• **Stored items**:
********************

//! One bounded unit of sync work.
//!
//! An invocation resumes from the run's persisted cursor, processes pages
//! until the run is done or its budget is spent, and checkpoints after every
//! page. Everything it needs to continue lives in the run row.

use crate::ingest::coordinator::{decide_continuation, plan_chunks, Continuation, RunCoordinator, SyncError};
use crate::ingest::normalize::normalize;
use crate::ingest::writer::BatchUpsertWriter;
use crate::models::{SyncRun, SyncStatus};
use crate::services::payment_api::TransactionSource;
use crate::services::store::Store;
use std::sync::Arc;
use std::time::{Duration, Instant};
use tracing::{debug, info, warn};

#[derive(Debug, Clone, Copy, PartialEq, Eq)]
pub enum HandOffReason {
    /// Wall-clock budget spent with work remaining.
    Budget,
    /// The source was paused by an operator.
    Paused,
}

#[derive(Debug, Clone, PartialEq, Eq)]
pub enum InvocationOutcome {
    Completed,
    /// Checkpoint written, work remains.
    HandOff(HandOffReason),
    /// The run left the active states underneath us (cancelled, failed).
    Stopped(SyncStatus),
    /// Fetching failed for good; the run is marked failed.
    Failed(String),
}

pub struct SyncEngine {
    store: Arc<dyn Store>,
    source: Arc<dyn TransactionSource>,
    coordinator: Arc<RunCoordinator>,
    writer: BatchUpsertWriter,
}

impl SyncEngine {
    pub fn new(
        store: Arc<dyn Store>,
        source: Arc<dyn TransactionSource>,
        coordinator: Arc<RunCoordinator>,
    ) -> Self {
        let writer = BatchUpsertWriter::new(coordinator.policy().upsert_batch_size);
        Self {
            store,
            source,
            coordinator,
            writer,
        }
    }

    /// Process `run` (which must be `running`) for at most `budget`.
    ///
    /// At least one page is processed before the budget is consulted, so
    /// every invocation makes progress.
    pub async fn run_invocation(
        &self,
        run: &SyncRun,
        budget: Duration,
    ) -> Result<InvocationOutcome, SyncError> {
        let started = Instant::now();
        let max_window_days = self.coordinator.policy().max_window_days;
        let chunks = plan_chunks(&run.params, max_window_days)?;
        let total_chunks = chunks.len() as u32;
        let mut progress = run.progress();
        let mut pages_done = 0_u32;

        loop {
            let chunk_index = progress.chunk_index;
            let Some(window) = chunks.get(chunk_index as usize).copied() else {
                // Nothing (left) to fetch.
                return self.finish(run).await;
            };

            if self.coordinator.is_paused(&run.source).await? {
                info!(source = %run.source, sync_run_id = %run.id, "Source paused, handing off");
                return Ok(InvocationOutcome::HandOff(HandOffReason::Paused));
            }
            if pages_done > 0 && started.elapsed() >= budget {
                debug!(
                    sync_run_id = %run.id,
                    pages_done = pages_done,
                    "Invocation budget spent, handing off"
                );
                return Ok(InvocationOutcome::HandOff(HandOffReason::Budget));
            }

            let page_number = progress.page;
            let page = match self.source.fetch_page(&window, page_number).await {
                Ok(page) => page,
                Err(e) => {
                    let message = format!(
                        "fetch failed at chunk {} page {}: {}",
                        chunk_index, page_number, e
                    );
                    self.coordinator.fail(run, &message).await?;
                    return Ok(InvocationOutcome::Failed(message));
                }
            };

            let fetched = page.records.len() as i64;
            let mut rejected = 0_i64;
            let mut records = Vec::with_capacity(page.records.len());
            for raw in &page.records {
                match normalize(&run.source, raw) {
                    Ok(record) => records.push(record),
                    Err(e) => {
                        rejected += 1;
                        warn!(sync_run_id = %run.id, error = %e, "Skipping unusable record");
                    }
                }
            }

            let report = self.writer.write(self.store.as_ref(), records).await;

            progress.total_fetched += fetched;
            progress.total_inserted += report.written() as i64;
            progress.total_skipped +=
                (report.skipped_duplicate + report.failed) as i64 + rejected;
            progress.total_chunks = total_chunks;

            let decision = decide_continuation(
                chunk_index,
                page_number,
                page.total_pages,
                total_chunks,
                run.params.fetch_all,
            );

            match decision {
                Continuation::Continue { chunk_index: next_chunk, page: next_page } => {
                    progress.total_pages = if next_chunk == chunk_index {
                        Some(page.total_pages)
                    } else {
                        None
                    };
                    progress.chunk_index = next_chunk;
                    progress.page = next_page;
                    if let Some(next) = chunks.get(next_chunk as usize) {
                        progress.chunk_start = Some(next.start);
                        progress.chunk_end = Some(next.end);
                    }
                }
                Continuation::Complete => {
                    progress.total_pages = Some(page.total_pages);
                    progress.chunk_start = Some(window.start);
                    progress.chunk_end = Some(window.end);
                }
            }

            let status = self.coordinator.checkpoint(run.id, &progress).await?;
            if !status.is_active() {
                info!(
                    sync_run_id = %run.id,
                    status = status.as_str(),
                    "Run left active state, stopping invocation"
                );
                return Ok(InvocationOutcome::Stopped(status));
            }

            debug!(
                sync_run_id = %run.id,
                chunk_index = chunk_index,
                page = page_number,
                total_pages = page.total_pages,
                fetched = fetched,
                inserted = report.inserted,
                updated = report.updated,
                "Page processed"
            );

            pages_done += 1;
            if decision == Continuation::Complete {
                return self.finish(run).await;
            }
        }
    }

    async fn finish(&self, run: &SyncRun) -> Result<InvocationOutcome, SyncError> {
        if self.coordinator.complete(run).await? {
            return Ok(InvocationOutcome::Completed);
        }
        let status = self
            .store
            .get_run(run.id)
            .await?
            .map(|r| r.status)
            .unwrap_or(SyncStatus::Failed);
        Ok(InvocationOutcome::Stopped(status))
    }
}

#[cfg(test)]
mod tests {
    use super::*;
    use crate::ingest::chunker::ChunkWindow;
    use crate::ingest::coordinator::{StartRequest, SyncPolicy};
    use crate::ingest::normalize::RawTransaction;
    use crate::services::payment_api::{FetchError, FetchedPage};
    use crate::services::store::{MemoryStore, SyncRunStore};
    use async_trait::async_trait;
    use chrono::{Duration as ChronoDuration, Utc};
    use serde_json::json;
    use std::sync::atomic::{AtomicU32, Ordering};

    /// Every window has `pages` pages of two records each; ids are unique
    /// per (window, page).
    struct FakeSource {
        pages: u32,
        calls: AtomicU32,
        fail: bool,
    }

    impl FakeSource {
        fn new(pages: u32) -> Self {
            Self {
                pages,
                calls: AtomicU32::new(0),
                fail: false,
            }
        }
    }

    #[async_trait]
    impl TransactionSource for FakeSource {
        async fn fetch_page(
            &self,
            window: &ChunkWindow,
            page: u32,
        ) -> Result<FetchedPage, FetchError> {
            self.calls.fetch_add(1, Ordering::SeqCst);
            if self.fail {
                return Err(FetchError::AuthFailure("revoked".into()));
            }
            let records = (0..2)
                .map(|i| {
                    serde_json::from_value::<RawTransaction>(json!({
                        "id": format!("{}-{}-{}", window.start.timestamp(), page, i),
                        "amount": "1.00",
                        "currency": "USD",
                        "status": "PAID",
                        "createdAt": window.start.to_rfc3339(),
                    }))
                    .unwrap()
                })
                .collect();
            Ok(FetchedPage {
                records,
                total_pages: self.pages,
                total_items: u64::from(self.pages) * 2,
            })
        }
    }

    fn policy() -> SyncPolicy {
        SyncPolicy {
            stale_threshold: ChronoDuration::minutes(15),
            max_window_days: 31,
            end_date_safety: ChronoDuration::minutes(5),
            default_lookback: ChronoDuration::days(90),
            invocation_budget: Duration::from_secs(30),
            upsert_batch_size: 500,
            pause_poll_interval: Duration::from_millis(10),
        }
    }

    fn setup(source: FakeSource) -> (Arc<MemoryStore>, Arc<RunCoordinator>, SyncEngine) {
        let store = Arc::new(MemoryStore::new());
        let coordinator = Arc::new(RunCoordinator::new(store.clone(), policy()));
        let engine = SyncEngine::new(store.clone(), Arc::new(source), coordinator.clone());
        (store, coordinator, engine)
    }

    fn ninety_three_days(fetch_all: bool) -> StartRequest {
        let end = Utc::now() - ChronoDuration::hours(1);
        StartRequest {
            start: Some(end - ChronoDuration::days(93)),
            end: Some(end),
            fetch_all,
            ..Default::default()
        }
    }

    #[tokio::test]
    async fn fetch_all_walks_every_chunk_and_page() {
        let (store, coordinator, engine) = setup(FakeSource::new(2));
        let run = coordinator
            .start_or_resume("gateway", &ninety_three_days(true))
            .await
            .unwrap();
        assert_eq!(run.checkpoint.total_chunks, 3);

        let outcome = engine.run_invocation(&run, Duration::from_secs(30)).await.unwrap();

        assert_eq!(outcome, InvocationOutcome::Completed);
        let done = store.get_run(run.id).await.unwrap().unwrap();
        assert_eq!(done.status, SyncStatus::Completed);
        assert_eq!(done.total_fetched, 12);
        assert_eq!(done.total_inserted, 12);
        assert_eq!(store.count_transactions("gateway").await.unwrap(), 12);
    }

    #[tokio::test]
    async fn without_fetch_all_only_the_first_chunk_is_read() {
        let (store, coordinator, engine) = setup(FakeSource::new(2));
        let run = coordinator
            .start_or_resume("gateway", &ninety_three_days(false))
            .await
            .unwrap();

        engine.run_invocation(&run, Duration::from_secs(30)).await.unwrap();

        assert_eq!(store.count_transactions("gateway").await.unwrap(), 4);
    }

    #[tokio::test]
    async fn zero_budget_processes_one_page_then_hands_off() {
        let (store, coordinator, engine) = setup(FakeSource::new(3));
        let run = coordinator
            .start_or_resume("gateway", &ninety_three_days(true))
            .await
            .unwrap();

        let outcome = engine.run_invocation(&run, Duration::ZERO).await.unwrap();

        assert_eq!(outcome, InvocationOutcome::HandOff(HandOffReason::Budget));
        let saved = store.get_run(run.id).await.unwrap().unwrap();
        assert_eq!((saved.checkpoint.chunk_index, saved.checkpoint.page), (0, 2));
        assert_eq!(saved.total_fetched, 2);

        // The next invocation resumes from the checkpoint, not from the start.
        let outcome = engine.run_invocation(&saved, Duration::from_secs(30)).await.unwrap();
        assert_eq!(outcome, InvocationOutcome::Completed);
        let done = store.get_run(run.id).await.unwrap().unwrap();
        assert_eq!(done.total_fetched, 18);
        assert_eq!(store.count_transactions("gateway").await.unwrap(), 18);
    }

    #[tokio::test]
    async fn auth_failure_fails_the_run() {
        let mut source = FakeSource::new(1);
        source.fail = true;
        let (store, coordinator, engine) = setup(source);
        let run = coordinator
            .start_or_resume("gateway", &ninety_three_days(true))
            .await
            .unwrap();

        let outcome = engine.run_invocation(&run, Duration::from_secs(30)).await.unwrap();

        assert!(matches!(outcome, InvocationOutcome::Failed(_)));
        let failed = store.get_run(run.id).await.unwrap().unwrap();
        assert_eq!(failed.status, SyncStatus::Failed);
        assert!(failed.error_message.unwrap().contains("revoked"));
    }

    #[tokio::test]
    async fn paused_source_hands_off_without_fetching() {
        let (store, coordinator, engine) = setup(FakeSource::new(1));
        store.set_paused("gateway", true).await.unwrap();
        let run = coordinator
            .start_or_resume("gateway", &ninety_three_days(true))
            .await
            .unwrap();

        let outcome = engine.run_invocation(&run, Duration::from_secs(30)).await.unwrap();

        assert_eq!(outcome, InvocationOutcome::HandOff(HandOffReason::Paused));
        assert_eq!(store.count_transactions("gateway").await.unwrap(), 0);
    }

    #[tokio::test]
    async fn cancelled_run_stops_at_next_checkpoint() {
        let (store, coordinator, engine) = setup(FakeSource::new(5));
        let run = coordinator
            .start_or_resume("gateway", &ninety_three_days(true))
            .await
            .unwrap();
        coordinator.cancel_all("gateway").await.unwrap();

        let outcome = engine.run_invocation(&run, Duration::from_secs(30)).await.unwrap();

        assert_eq!(outcome, InvocationOutcome::Stopped(SyncStatus::Cancelled));
        assert_eq!(store.get_run(run.id).await.unwrap().unwrap().total_fetched, 0);
    }

    #[tokio::test]
    async fn future_range_completes_immediately() {
        let (_, coordinator, engine) = setup(FakeSource::new(1));
        let now = Utc::now();
        let run = coordinator
            .start_or_resume(
                "gateway",
                &StartRequest {
                    start: Some(now + ChronoDuration::days(1)),
                    end: Some(now + ChronoDuration::days(2)),
                    ..Default::default()
                },
            )
            .await
            .unwrap();

        let outcome = engine.run_invocation(&run, Duration::from_secs(30)).await.unwrap();
        assert_eq!(outcome, InvocationOutcome::Completed);
    }
}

********************

• **WHAT YOU WILL DO**: Give back exactly the lines above starting at the line where "if pages_done >" appears and ending at the line where "warn!(sync_run_id = %run.id, error" appears, both included, with no other lines.

• **WRITTEN ANSWER**:
            if pages_done > 0 && started.elapsed() >= budget {
                debug!(
                    sync_run_id = %run.id,
                    pages_done = pages_done,
                    "Invocation budget spent, handing off"
                );
                return Ok(InvocationOutcome::HandOff(HandOffReason::Budget));
            }

            let page_number = progress.page;
            let page = match self.source.fetch_page(&window, page_number).await {
                Ok(page) => page,
                Err(e) => {
                    let message = format!(
                        "fetch failed at chunk {} page {}: {}",
                        chunk_index, page_number, e
                    );
                    self.coordinator.fail(run, &message).await?;
                    return Ok(InvocationOutcome::Failed(message));
                }
            };

            let fetched = page.records.len() as i64;
            let mut rejected = 0_i64;
            let mut records = Vec::with_capacity(page.records.len());
            for raw in &page.records {
                match normalize(&run.source, raw) {
                    Ok(record) => records.push(record),
                    Err(e) => {
                        rejected += 1;
                        warn!(sync_run_id = %run.id, error = %e, "Skipping unusable record");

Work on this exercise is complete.